The poet May Sarton wrote at 70 that old age is life-enhancing. “Now I wear the inside person outside and I am more comfortable with myself. In some ways I am younger because I can admit vulnerability, and more innocent because I do not have to pretend.”
Once we live as if we are dying, priorities are thrown into sharp relief.
But I know I’m fortunate. I have always enjoyed solitude, have a home of my own, work that I love, people who love me, and enough money to live modestly in the coming years. Ageing is not so kind to those who are alone and isolated, who struggle for financial survival, seek a place to call home and suffer with poor health.
It’s clear that women do better than men in old age and adapt more easily to living alone. Ageing men tend to seek partners for their old age, while many women relish the independence and freedom of later life. But the worst thing for old people, both women and men, is the relentlessly negative public conversation that predicts penury, isolation, generational conflict, sickness and confinement to a nursing home. Yet figures show that 85 per cent of Australians aged over 80 still live independently at home, enjoying active lives.
We wrinklies are the triumphant end product of a civil society with high standards of education, housing and health care. And we are living proof for young people that ageing can be a time of pleasure, satisfaction, opportunity and yes, even new horizons – something that young people, if they stop to think about it, would aspire to for their own old age.

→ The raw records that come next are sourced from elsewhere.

//! Watch command.

use anyhow::{Context, Result};

use crate::clock;
use crate::config::Settings;
use crate::protocol::dispatch::ProtocolDispatchEngine;
use crate::watcher::runner::ProtocolWatcher;

/// Watch until Ctrl-C or until the notification source goes away.
pub async fn run_watch(settings: &Settings, presync: bool) -> Result<()> {
    let engine = ProtocolDispatchEngine::from_settings(settings, clock::system())
        .context("setting up engine")?;
    let root = settings.watch_root()?.to_path_buf();

    let (watcher, stop) = ProtocolWatcher::watch(engine, &root)
        .with_context(|| format!("watching {}", root.display()))?;
    let watcher = watcher
        .idle_flush(settings.scheduler.idle_flush())
        .presync(presync);

    println!("Watching {} (Ctrl-C to stop)", root.display());
    let mut task = tokio::task::spawn_blocking(move || watcher.run());

    let (engine, report) = tokio::select! {
        finished = &mut task => finished.context("watcher thread panicked")?,
        _ = tokio::signal::ctrl_c() => {
            stop.stop();
            task.await.context("watcher thread panicked")?
        }
    };

    let document = engine.document();
    println!(
        "Stopped after {} events ({} discarded), {} samples in protocol",
        report.processed,
        report.discarded,
        document.lock().samples.len()
    );
    Ok(())
}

For me, turning 70 feels like a doorway to the future; a modest, quiet but satisfying future that I can craft to my own liking, within my own means. I’m not alone in this, and for many others, of course, the future signals something more adventurous. Each to her or his own is how people of my age and older are grasping this last and precious gift of time. While acknowledging that others are less fortunate and that as a society we have responsibility to respond to that, we need to talk more about the good life of old age, because young people need to hear something other than gloom and doom. And because it sure beats the alternative.